Life of a Klansman: A Family History in White Supremacy
“Life of a Klansman is . . . an American story empowered by our original sin of slavery. It resonates across the years to the violence of modern white supremacy, a 19th century legacy that continues to prosper in the Trump era.”
In spring of 1868 a new musical revue A Fresh Bouquet of June Flowers opened to good reviews in New Orleans. The Commercial Bulletin called it a “New Sardonic, Sensational, Musical Mysticism.” Featured in some of the lively numbers were characters belonging to a growing fraternal organization: the Ku Klux Klan.
It’s an unsettling moment in a book full of unsettling moments. Edward Ball’s Life of a Klansman: A Family History in White Supremacy is a recounting of the Klan’s genesis as viewed through the prism of the author’s family history. At the center of this story is Polycarpe Constant Hypolite Lecorgne, Ball’s great-great grandfather on his mother’s side and a proud member of the Invisible Empire of the South, as the Klan was sometimes called. Lecorgne’s biography is recounted with directness, a strong sense of shame, and Ball’s compelling need to scrutinize the ugly truth of his ancestry.
Ball explored similar territory in Slaves in the Family, his National Book Award winning investigation of slaveholding ancestors on his father’s side. For that powerful work, Ball tracked down descendants of people owned by his family.
Life of a Klansman is a different look at the subjugation of African Americans in the 19th century, this time in the postbellum era. After the death of Ball’s great-aunt Maude, Lecorgne’s great-granddaughter, Ball was given Maude’s family files, which amount to a life narration of the man she called “a Redeemer because he helped to end Reconstruction.” Ball tries to make sense of his great-great-grandfather’s life and the legacy of the racism Lecorgne promulgated.
Lecorgne was born in April of 1832, son of Yves and Marguerite Lecorgne. He is fortunate to survive childhood; four older siblings died before reaching age five. Their New Orleans neighborhood is a blend of whites, free blacks, and Creoles both black and white. There are also a variety of mixed families, with strict designations that depend on the racial makeup of the parents. It is an era where respected “science” teaches that Caucasians are fundamentally superior to all other races. The Civil War upends this social structure with the Emancipation Proclamation and the psychological weapon against Southern sensibilities through the use of all-Black regiments by the Union Army.

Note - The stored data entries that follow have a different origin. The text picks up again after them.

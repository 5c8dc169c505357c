//! One end of the link, clocked word by word in the line domain.
//!
//! [`LinkEndpoint::tick`] is a single line clock: it takes the raw word
//! sampled from the deserializer, runs it through the aligner, decoder and
//! descrambler, steps the trainer, and returns the raw word to drive on the
//! transmit side.
//!
//! ```text
//!  rx_raw ─► BitAligner ─► WordDecoder ─► Descrambler ─► rx_word
//!                 │             │
//!                 └──► LinkTrainer ◄┘
//!                           │
//!  source ─► Scrambler ─► WordEncoder ─────────────────► tx_raw
//! ```

use tracing::{debug, trace};

use crate::align::{AlignStatus, BitAligner};
use crate::bridge::WordSource;
use crate::code::{LinkWord, RawWord, WordDecoder, WordEncoder};
use crate::config::LinkConfig;
use crate::error::SerwbError;
use crate::flags::{PhyStatus, TrainerActions};
use crate::scrambler::{Descrambler, Scrambler};
use crate::state::{LineSample, LinkRole, LinkState, LinkTrainer, TxMode};

// ── Status / control register ────────────────────────────────────

/// Snapshot of the status register.
#[derive(Debug, Clone, Copy, PartialEq, Eq, Default)]
pub struct LinkStatus {
    pub state: LinkState,
    /// Mirrors [`LinkState::is_ready`].
    pub ready: bool,
    /// Training failed; only [`Control::Reset`] clears it.
    pub error: bool,
    /// Incremented on every datapath reset.
    pub generation: u64,
    /// Decode errors seen since start-up.
    pub decode_errors: u64,
    /// Locked bit offset of the receive aligner.
    pub offset: Option<u32>,
    /// Physical status bits of the last line clock.
    pub phy: PhyStatus,
    pub scrambler_bypass: bool,
}

/// Writes to the control register.
#[derive(Debug, Clone, Copy, PartialEq, Eq)]
pub enum Control {
    /// Force the trainer back to RESET (the only way out of ERROR).
    Reset,
    /// Send and expect payload in the clear.
    ScramblerBypass(bool),
}

/// Result of one line clock.
#[derive(Debug, Clone, Copy, PartialEq, Eq)]
pub struct Tick {
    /// Raw word to drive on the transmit lanes.
    pub tx_raw: RawWord,
    /// Descrambled data word for the bus domain, if one was received.
    pub rx_word: Option<LinkWord>,
    /// The datapath was reset on this clock; queued transmit words are stale.
    pub datapath_reset: bool,
}

// ── LinkEndpoint ─────────────────────────────────────────────────

#[derive(Debug)]
pub struct LinkEndpoint {
    trainer: LinkTrainer,
    aligner: BitAligner,
    decoder: WordDecoder,
    encoder: WordEncoder,
    scrambler: Scrambler,
    descrambler: Descrambler,
    mask: RawWord,
    generation: u64,
    decode_errors: u64,
    phy: PhyStatus,
}

impl LinkEndpoint {
    pub fn new(cfg: &LinkConfig, role: LinkRole) -> Result<Self, SerwbError> {
        cfg.validate()?;
        Ok(Self {
            trainer: LinkTrainer::new(role, cfg.training.clone()),
            aligner: BitAligner::new(cfg.lanes, &cfg.training),
            decoder: WordDecoder::new(cfg.lanes)?,
            encoder: WordEncoder::new(cfg.lanes)?,
            scrambler: Scrambler::new(&cfg.scrambler),
            descrambler: Descrambler::new(&cfg.scrambler),
            mask: (1 << cfg.word_bits()) - 1,
            generation: 0,
            decode_errors: 0,
            phy: PhyStatus::empty(),
        })
    }

    pub fn role(&self) -> LinkRole {
        self.trainer.role()
    }

    pub fn state(&self) -> LinkState {
        self.trainer.state()
    }

    /// Datapath generation, bumped on every datapath reset.
    pub fn generation(&self) -> u64 {
        self.generation
    }

    pub fn status(&self) -> LinkStatus {
        let state = self.trainer.state();
        LinkStatus {
            state,
            ready: state.is_ready(),
            error: state == LinkState::Error,
            generation: self.generation,
            decode_errors: self.decode_errors,
            offset: self.aligner.offset(),
            phy: self.phy,
            scrambler_bypass: self.scrambler.is_bypassed(),
        }
    }

    /// Apply a control register write. Takes effect on the next clock.
    pub fn apply(&mut self, control: Control) {
        match control {
            Control::Reset => {
                debug!(role = %self.role(), "reset requested");
                self.trainer.reset();
            }
            Control::ScramblerBypass(bypass) => {
                debug!(role = %self.role(), bypass, "scrambler bypass");
                self.scrambler.set_bypass(bypass);
                self.descrambler.set_bypass(bypass);
            }
        }
    }

    /// Run one line clock.
    ///
    /// `source` is only pulled while the trainer is in payload mode.
    pub fn tick<S: WordSource + ?Sized>(
        &mut self,
        rx_raw: RawWord,
        source: &mut S,
    ) -> Result<Tick, SerwbError> {
        let rx_raw = rx_raw & self.mask;
        let mut phy = PhyStatus::empty();
        phy.set(PhyStatus::RX_IDLE, rx_raw == 0);

        // ── Receive ──
        let aligned = self.aligner.push(rx_raw);
        phy.set(PhyStatus::BITSLIP_REQUEST, aligned.slipped);
        phy.set(PhyStatus::RX_COMMA, aligned.comma);

        // Damaged words still go through the descrambler so it stays in
        // step with the peer; the frame CRC rejects them downstream.
        let mut decoded = None;
        if aligned.status == AlignStatus::Locked {
            let (word, error) = self.decoder.decode_lossy(aligned.word);
            if let Some(e) = error {
                trace!(error = %e, "decode error");
                self.decode_errors += 1;
                phy.insert(PhyStatus::DECODE_ERROR);
            }
            decoded = Some(word);
        }

        // ── Train ──
        let effects = self.trainer.tick(LineSample {
            rx_idle: rx_raw == 0,
            align: aligned.status,
            decode_error: phy.contains(PhyStatus::DECODE_ERROR),
        });

        let datapath_reset = effects.actions.contains(TrainerActions::RESET_DATAPATH);
        if datapath_reset {
            self.decoder.reset();
            self.encoder.reset();
            self.scrambler.reset();
            self.descrambler.reset();
            self.generation += 1;
            debug!(role = %self.role(), generation = self.generation, "datapath reset");
        }
        if effects.actions.contains(TrainerActions::RESTART_ALIGNER) {
            self.aligner.restart();
        }
        if effects.actions.contains(TrainerActions::DELAY_CALIBRATE) {
            phy.insert(PhyStatus::DELAY_CALIBRATE);
        }
        if effects.actions.contains(TrainerActions::ENABLE_PAYLOAD) {
            self.scrambler.start_payload();
        }

        let rx_word = match decoded {
            Some(word) if !datapath_reset && self.trainer.state().forwards_rx() => {
                Some(self.descrambler.descramble(word)).filter(|w| !w.is_control())
            }
            _ => None,
        };

        // ── Transmit ──
        let tx_raw = match effects.tx {
            TxMode::Idle => {
                phy.insert(PhyStatus::TX_IDLE);
                0
            }
            TxMode::Comma => {
                phy.insert(PhyStatus::TX_COMMA);
                self.encoder.encode(LinkWord::COMMA)?
            }
            TxMode::Payload => {
                let word = self.scrambler.next_word(source);
                self.encoder.encode(word)?
            }
        };

        self.phy = phy;
        Ok(Tick {
            tx_raw,
            rx_word,
            datapath_reset,
        })
    }
}

// ── Tests ────────────────────────────────────────────────────────
//! Domain-specific error types for the SerWB link.
//!
//! All fallible operations return `Result<T, SerwbError>`.
//! Malformed symbols, frames and records are reported as typed errors,
//! never as panics.

use std::time::Duration;
use thiserror::Error;

/// The canonical error type for the SerWB protocol stack.
#[derive(Debug, Error)]
pub enum SerwbError {
    // ── Line Code Errors ─────────────────────────────────────────
    /// A received code group could not be decoded.
    #[error("line decode error: {0}")]
    Decode(#[from] DecodeError),

    /// A control symbol outside the reserved K-code set was requested.
    #[error("invalid control symbol: {0:#04x}")]
    InvalidControl(u8),

    // ── Framing Errors ───────────────────────────────────────────
    /// The frame integrity code did not match the received contents.
    #[error("crc mismatch: expected {expected:#010x}, got {actual:#010x}")]
    CrcMismatch { expected: u32, actual: u32 },

    /// A frame header announced a length outside the accepted range.
    #[error("invalid frame length: {length} words (max {max})")]
    InvalidLength { length: usize, max: usize },

    /// A record header did not carry the expected magic.
    #[error("invalid record magic: {0:#06x}")]
    InvalidMagic(u16),

    /// A record was shorter or longer than its header announced.
    #[error("invalid record length: expected {expected} words, got {actual}")]
    InvalidRecordLength { expected: usize, actual: usize },

    /// A numeric value did not map to any known enum variant.
    #[error("unknown {type_name} discriminant: {value:#x}")]
    UnknownVariant { type_name: &'static str, value: u64 },

    /// A packet violated protocol rules.
    #[error("protocol violation: {0}")]
    ProtocolViolation(&'static str),

    // ── Link Errors ──────────────────────────────────────────────
    /// The link went through a reset while the operation was in flight.
    #[error("link reset")]
    LinkReset,

    /// The link trainer gave up; an explicit reset is required.
    #[error("link training failed")]
    TrainingFailed,

    /// A read is already outstanding on this tunnel.
    #[error("read already pending at {0:#010x}")]
    ReadPending(u32),

    /// An mpsc channel was closed unexpectedly.
    #[error("channel closed")]
    ChannelClosed,

    /// An operation exceeded its deadline.
    #[error("timeout after {0:?}")]
    Timeout(Duration),

    // ── Bus Errors ───────────────────────────────────────────────
    /// The local bus rejected an access.
    #[error("bus error at {address:#010x}: {reason}")]
    Bus { address: u32, reason: String },

    // ── Configuration Errors ─────────────────────────────────────
    /// A configuration value is out of range.
    #[error("invalid config: {0}")]
    Config(String),

    /// The I/O layer reported an error.
    #[error("io error: {0}")]
    Io(#[from] std::io::Error),

    /// Catch-all for errors that do not fit another variant.
    #[error("{0}")]
    Other(String),
}

// ── DecodeError ──────────────────────────────────────────────────

/// Per-lane 8b/10b decode failure.
///
/// This is the link's primary bit-error detector: every variant counts
/// toward the trainer's error tolerance.
#[derive(Debug, Clone, Copy, PartialEq, Eq, Error)]
pub enum DecodeError {
    /// The code group is not part of the line alphabet.
    #[error("code violation on lane {lane}: {code:#05x}")]
    CodeViolation { lane: usize, code: u16 },

    /// The code group exists, but only for the opposite running disparity.
    #[error("disparity error on lane {lane}: {code:#05x}")]
    Disparity { lane: usize, code: u16 },
}

impl DecodeError {
    /// Lane the error was observed on.
    pub fn lane(&self) -> usize {
        match self {
            Self::CodeViolation { lane, .. } | Self::Disparity { lane, .. } => *lane,
        }
    }
}

// ── Convenient From implementations ──────────────────────────────

impl From<String> for SerwbError {
    fn from(s: String) -> Self {
        SerwbError::Other(s)
    }
}

impl From<&str> for SerwbError {
    fn from(s: &str) -> Self {
        SerwbError::Other(s.to_string())
    }
}

impl<T> From<tokio::sync::mpsc::error::SendError<T>> for SerwbError {
    fn from(_: tokio::sync::mpsc::error::SendError<T>) -> Self {
        SerwbError::ChannelClosed
    }
}

impl From<tokio::sync::oneshot::error::RecvError> for SerwbError {
    fn from(_: tokio::sync::oneshot::error::RecvError) -> Self {
        SerwbError::ChannelClosed
    }
}

#[cfg(test)]
mod tests {
    use super::*;

    #[test]
    fn error_display_messages() {
        let e = SerwbError::CrcMismatch {
            expected: 0xDEADBEEF,
            actual: 0x1234,
        };
        assert!(e.to_string().contains("0xdeadbeef"));

        let e = SerwbError::InvalidLength { length: 900, max: 64 };
        assert!(e.to_string().contains("900"));
        assert!(e.to_string().contains("64"));
    }

    #[test]
    fn decode_error_converts() {
        let e: SerwbError = DecodeError::Disparity { lane: 2, code: 0x0F9 }.into();
        assert!(matches!(e, SerwbError::Decode(DecodeError::Disparity { lane: 2, .. })));
    }

    #[test]
    fn decode_error_lane() {
        assert_eq!(DecodeError::CodeViolation { lane: 3, code: 0 }.lane(), 3);
    }

    #[test]
    fn from_string() {
        let e: SerwbError = "something broke".into();
        assert!(matches!(e, SerwbError::Other(_)));
    }

    #[test]
    fn from_io() {
        let io_err = std::io::Error::new(std::io::ErrorKind::BrokenPipe, "pipe broke");
        let e: SerwbError = io_err.into();
        assert!(matches!(e, SerwbError::Io(_)));
    }
}
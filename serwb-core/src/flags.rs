//! Physical-layer status bits and trainer side effects.

use bitflags::bitflags;

bitflags! {
    /// Status bits exchanged with the physical transport, sampled once per
    /// line clock.
    #[derive(Debug, Clone, Copy, PartialEq, Eq, Hash, Default)]
    pub struct PhyStatus: u8 {
        /// The receiver sees electrical idle.
        const RX_IDLE         = 0b0000_0001;
        /// A comma was recognised at the current alignment offset.
        const RX_COMMA        = 0b0000_0010;
        /// The aligner asked the deserializer to slip by one bit.
        const BITSLIP_REQUEST = 0b0000_0100;
        /// Input delay calibration requested.
        const DELAY_CALIBRATE = 0b0000_1000;
        /// The current word failed to decode.
        const DECODE_ERROR    = 0b0001_0000;
        /// The transmitter drives electrical idle.
        const TX_IDLE         = 0b0010_0000;
        /// The transmitter drives comma fill.
        const TX_COMMA        = 0b0100_0000;
    }
}

bitflags! {
    /// One-shot side effects requested by a trainer transition.
    #[derive(Debug, Clone, Copy, PartialEq, Eq, Hash, Default)]
    pub struct TrainerActions: u8 {
        /// Clear codec, scrambler and framing state.
        const RESET_DATAPATH  = 0b0001;
        /// Restart the bit aligner from offset 0.
        const RESTART_ALIGNER = 0b0010;
        /// Ask the transport to recalibrate its input delay.
        const DELAY_CALIBRATE = 0b0100;
        /// Switch the transmitter to scrambled payload.
        const ENABLE_PAYLOAD  = 0b1000;
    }
}
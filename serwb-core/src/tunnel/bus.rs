//! Local bus interface and an in-memory implementation.

use std::collections::HashMap;
use std::sync::Arc;

use async_trait::async_trait;
use tokio::sync::Mutex;

use crate::error::SerwbError;
use crate::state::Completion;

/// A memory-mapped bus the responder drives.
///
/// Addresses are byte addresses of 32-bit words.
#[async_trait]
pub trait Bus: Send {
    async fn read(&mut self, address: u32) -> Result<u32, SerwbError>;

    /// Write the byte lanes selected by `byte_enable` (bit `n` = bits `8n+7..8n`).
    async fn write(&mut self, address: u32, value: u32, byte_enable: u8) -> Result<(), SerwbError>;
}

/// Expand a 4-bit byte-enable into a 32-bit lane mask.
pub fn byte_mask(byte_enable: u8) -> u32 {
    (0..4u32)
        .filter(|lane| byte_enable & (1 << lane) != 0)
        .fold(0, |mask, lane| mask | (0xFF << (8 * lane)))
}

// ── BusTransaction ───────────────────────────────────────────────

#[derive(Debug, Clone, PartialEq, Eq)]
pub enum BusOp {
    /// Consecutive words starting at the transaction address.
    Write { data: Vec<u32>, byte_enable: u8 },
    Read { count: usize },
}

/// One operation issued on the requester's local bus.
#[derive(Debug)]
pub struct BusTransaction {
    pub address: u32,
    pub op: BusOp,
    /// Signalled when the operation completes: empty for writes, the data
    /// for reads.
    pub done: Completion,
}

// ── MemoryBus ────────────────────────────────────────────────────

/// Kind of access recorded by [`MemoryBus`].
#[derive(Debug, Clone, Copy, PartialEq, Eq)]
pub enum Access {
    Read { address: u32, value: u32 },
    Write { address: u32, value: u32, byte_enable: u8 },
}

#[derive(Debug, Default)]
struct Memory {
    words: HashMap<u32, u32>,
    log: Vec<Access>,
}

/// Sparse word memory with byte-enable merge. Unwritten words read as 0.
///
/// Clones share the same memory, so a test can keep a handle while the
/// responder owns another.
#[derive(Debug, Clone, Default)]
pub struct MemoryBus {
    inner: Arc<Mutex<Memory>>,
}

impl MemoryBus {
    pub fn new() -> Self {
        Self::default()
    }

    /// Current content of a word, without logging an access.
    pub async fn peek(&self, address: u32) -> u32 {
        let mem = self.inner.lock().await;
        mem.words.get(&(address & !3)).copied().unwrap_or(0)
    }

    /// Set a word directly, without logging an access.
    pub async fn poke(&self, address: u32, value: u32) {
        self.inner.lock().await.words.insert(address & !3, value);
    }

    /// Every access performed through the [`Bus`] trait, in order.
    pub async fn accesses(&self) -> Vec<Access> {
        self.inner.lock().await.log.clone()
    }
}

#[async_trait]
impl Bus for MemoryBus {
    async fn read(&mut self, address: u32) -> Result<u32, SerwbError> {
        let mut mem = self.inner.lock().await;
        let value = mem.words.get(&(address & !3)).copied().unwrap_or(0);
        mem.log.push(Access::Read { address, value });
        Ok(value)
    }

    async fn write(&mut self, address: u32, value: u32, byte_enable: u8) -> Result<(), SerwbError> {
        let mask = byte_mask(byte_enable);
        let mut mem = self.inner.lock().await;
        let slot = mem.words.entry(address & !3).or_insert(0);
        *slot = (*slot & !mask) | (value & mask);
        mem.log.push(Access::Write {
            address,
            value,
            byte_enable,
        });
        Ok(())
    }
}
pub mod link;
mod tunnel;

pub use link::{
    Effects, LineSample, LinkRole, LinkState, LinkTrainer, TrainerContext, TrainerEvent, TxMode,
    transition,
};
pub use tunnel::{Completion, PendingRead};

Lecorgne becomes a carpenter, starts a family of his own, and joins a Confederate battalion after the Civil War breaks out. Ball notes Lecorgne is appointed as a captain when he joins the military but is busted down to second lieutenant for unknown reasons. Failure, Ball writes, is a pattern in Lecorgne’s life. “He is not a leader, but a follower.”
And a man ripe for recruitment into what was then known as the Ku Klux (the final K was a later addition). Lecorgne enlists in his local branch of the organization, an eager participant in the terrorism of the Reconstructionist south.
Ball’s style is compelling. He writes in present tense, imagining his way into what his great-great-grandfather must have experienced. The reader often sees the world through Lecorgne’s eyes. This literary technique doesn’t portray Lecorgne as pitiful victim of his times but instead gets readers into the man’s head, unnerving as that is. Ball writes without flinching. He acknowledges that Lecorgne was driven in part by a determination to protect his family and its future generations for what he saw as a just cause: the natural superiority of the white race. It is a bloody fight, driven by blind hatred and culminating in murderous action. “I am an heir to Constant’s acts of terror,” writes Ball “I do not deny it, and the bitter truth makes me sick at the stomach.”
Two moments in the book consider this terrible inheritance in what feels like a penance for his great-great-grandfather’s actions. Ball sits down with three African American women, descendants of a man who survived an epic KKK massacre in which Lecorgne was probably involved.
In another poignant moment, Ball meets Mark Roudanet, a white man who has only recently learned that he is a descendent of a light-skinned Black Creole who decided it was safer to pass for white rather than risk death at the hands of the KKK. After his father died Roudanet went through his father’s papers and discovered the buried secret. Skin hue was the family’s ironic saving grace. “I am definitely affected by (racism),” Roudanet tells Ball, “but I mean, I am not harmed by it.”
Life of a Klansman is—for better and for worse—an American story empowered by our original sin of slavery. It resonates across the years to the violence of modern white supremacy, a 19th century legacy that continues to prosper in the Trump era.